Christine has arranged a surprise hot-air balloon ride for her boyfriend, Mark. She joins the other spectators in the field and watches as the balloon, carrying Mark, Sam, who is the pilot, and three other passengers, takes off. Shortly after the balloon takes off, it catches fire and plummets to the ground.

Horrified, the spectators run to the scene of the accident.

Mark and the other passengers have been injured in the accident. Sky Adventure Limited, the organisers of the event, have admitted liability in negligence for causing the fire and subsequent crash.

Advise the following, who have all been diagnosed as suffering from psychiatric injury, as to any legal rights they may have against Sky Adventure:

  1. Christine, who saw the accident from the spectators field;

  2. Sam, the pilot, who attempted to guide the balloon down safely;

  3. Mark’s mother, Jane, who heard of the accident on the local radio;

  4. John, a policeman, who was driving past the field on his way home from work. He saw the burning balloon crash to the ground and went to try to assist.



This is an advice for a Tort Question and Answer. All been diagnosed as suffering from psychiatric injury, as to any legal rights they may have against Sky Adventure.

  1. Christine, who saw the accident from the spectators field;

  2. Sam, the pilot, who attempted to guide the balloon down safely;

  3. Mark’s mother, Jane, who heard of the accident on the local radio;

  4. John, a policeman, who was driving past the field on his way home from work. He saw the burning balloon crash to the ground and went to try to assist.

  5. Lastly this advice will conclude.


The general principles for deciding if a duty of care exists in a case involving negligently caused psychiatric injury is not straightforward. The courts in this area have adopted a different approach. The way they have done this is by imposing further conditions or criteria that must be satisfied before they are willing to accept a duty of care has arisen. By in large the court have show a tendency when deciding if a duty of care exists is to consider the ‘floodgates’ principle. This refers the idea that the imposition of liability on defendants might prove uncontrollable and unnecessarily burdensome. Therefore the courts feel they must make it harder for Claimants to establish the existence of a duty of care.[1] This in turn has been criticized as “the area where the silliest rules now exist”. [2]

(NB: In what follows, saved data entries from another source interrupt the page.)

//! Domain error types

use thiserror::Error;

/// Error when parsing a delay string
#[derive(Debug, Clone, Error)]
#[error("Invalid delay format: \"{input}\". Expected milliseconds or <number>ms, <number>s, <number>m (e.g., 50, 50ms, 2s, 1s500ms)")]
pub struct DelayParseError {
    pub input: String,
}

/// Error when parsing a virtual-key code
#[derive(Debug, Clone, Error)]
#[error("Invalid key: \"{input}\". Expected a code (65, 0x41), a single letter or digit, or a key name (enter, space, shift, ctrl, alt, tab, escape, backspace, f1-f12)")]
pub struct KeyParseError {
    pub input: String,
}

/// Error when parsing a key-state mask
#[derive(Debug, Clone, Error)]
#[error("Invalid key-state mask: \"{input}\". Valid masks are: down, pressed, any, or a 16-bit code")]
pub struct MaskParseError {
    pub input: String,
}

/// Error when parsing a hardware scan code
#[derive(Debug, Clone, Error)]
#[error("Invalid scan code: \"{input}\". Expected a byte value (e.g., 69 or 0x45)")]
pub struct ScanCodeParseError {
    pub input: String,
}

/// Error when configuration fails
#[derive(Debug, Clone, Error)]
pub enum ConfigError {
    #[error("Failed to read config file: {0}")]
    ReadError(String),

    #[error("Failed to parse config file: {0}")]
    ParseError(String),

    #[error("Failed to write config file: {0}")]
    WriteError(String),

    #[error("Invalid config value for '{key}': {message}")]
    ValidationError { key: String, message: String },

    #[error("Config file already exists at: {0}")]
    AlreadyExists(String),
}
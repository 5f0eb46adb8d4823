//! TOML config file under the platform config directory

use std::io::ErrorKind;
use std::path::{Path, PathBuf};

use async_trait::async_trait;
use tokio::fs::{self, OpenOptions};
use tokio::io::AsyncWriteExt;

use crate::application::ports::ConfigStore;
use crate::domain::config::AppConfig;
use crate::domain::error::ConfigError;

/// Config store at `<config_dir>/vedu-input/config.toml`
pub struct XdgConfigStore {
    path: PathBuf,
}

impl XdgConfigStore {
    pub fn new() -> Self {
        let config_dir = dirs::config_dir()
            .unwrap_or_else(|| PathBuf::from("~/.config"))
            .join("vedu-input");

        Self {
            path: config_dir.join("config.toml"),
        }
    }

    /// Store at an explicit file path
    pub fn with_path(path: impl Into<PathBuf>) -> Self {
        Self { path: path.into() }
    }

    fn parse_toml(content: &str) -> Result<AppConfig, ConfigError> {
        toml::from_str(content).map_err(|e| ConfigError::ParseError(e.to_string()))
    }

    fn to_toml(config: &AppConfig) -> Result<String, ConfigError> {
        toml::to_string_pretty(config).map_err(|e| ConfigError::WriteError(e.to_string()))
    }

    async fn create_parent(&self) -> Result<(), ConfigError> {
        match self.path.parent() {
            Some(parent) => fs::create_dir_all(parent)
                .await
                .map_err(|e| ConfigError::WriteError(e.to_string())),
            None => Ok(()),
        }
    }
}

impl Default for XdgConfigStore {
    fn default() -> Self {
        Self::new()
    }
}

#[async_trait]
impl ConfigStore for XdgConfigStore {
    async fn read(&self) -> Result<Option<AppConfig>, ConfigError> {
        match fs::read_to_string(&self.path).await {
            Ok(content) => Self::parse_toml(&content).map(Some),
            Err(e) if e.kind() == ErrorKind::NotFound => Ok(None),
            Err(e) => Err(ConfigError::ReadError(e.to_string())),
        }
    }

    async fn write(&self, config: &AppConfig) -> Result<(), ConfigError> {
        let content = Self::to_toml(config)?;
        self.create_parent().await?;

        fs::write(&self.path, content)
            .await
            .map_err(|e| ConfigError::WriteError(e.to_string()))
    }

    async fn create(&self, config: &AppConfig) -> Result<(), ConfigError> {
        let content = Self::to_toml(config)?;
        self.create_parent().await?;

        let mut file = OpenOptions::new()
            .write(true)
            .create_new(true)
            .open(&self.path)
            .await
            .map_err(|e| match e.kind() {
                ErrorKind::AlreadyExists => {
                    ConfigError::AlreadyExists(self.path.display().to_string())
                }
                _ => ConfigError::WriteError(e.to_string()),
            })?;

        file.write_all(content.as_bytes())
            .await
            .map_err(|e| ConfigError::WriteError(e.to_string()))?;
        file.flush()
            .await
            .map_err(|e| ConfigError::WriteError(e.to_string()))
    }

    fn path(&self) -> &Path {
        &self.path
    }
}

Christine, saw the accident from the spectators field. This means Christine is a secondary victim. McLoughlin v O’Brian[3] laid down a number of criteria by which a claim by secondary victim could be assessed. While opposing the expansion that that decision suggested was possible, the House of Lords nevertheless adopted and approved the McLoughlincriteria in the decision of Alcock v Chief Constable of South Yorkshire[4] which is now the leading case in this area with regards to secondary victims. The criteria to be taken into account when considering whether a duty of care is owed include:

1. Whether the Christine has suffered a recognised psychiatric illness;

2. foreseeability of damage;

3. the relationship between the Christine and the victims;

4. proximity in time and space; and

5. manner of perception.

First the key criterion for recovery is that the Christine has suffered a medically recognised form of psychiatric illness. Liability will not arise for fear, distress or mental grief caused by negligence. Christine will have to provide expert medical evidence. Second secondary victims must establish that psychiatric harm specifically was reasonably foreseeable. Whilst it was foreseeable that Sky Adventure Limited might physically harm other with his negligent balloon ride, it was also foreseeable that someone in the Christine’s position would suffer nervous shock.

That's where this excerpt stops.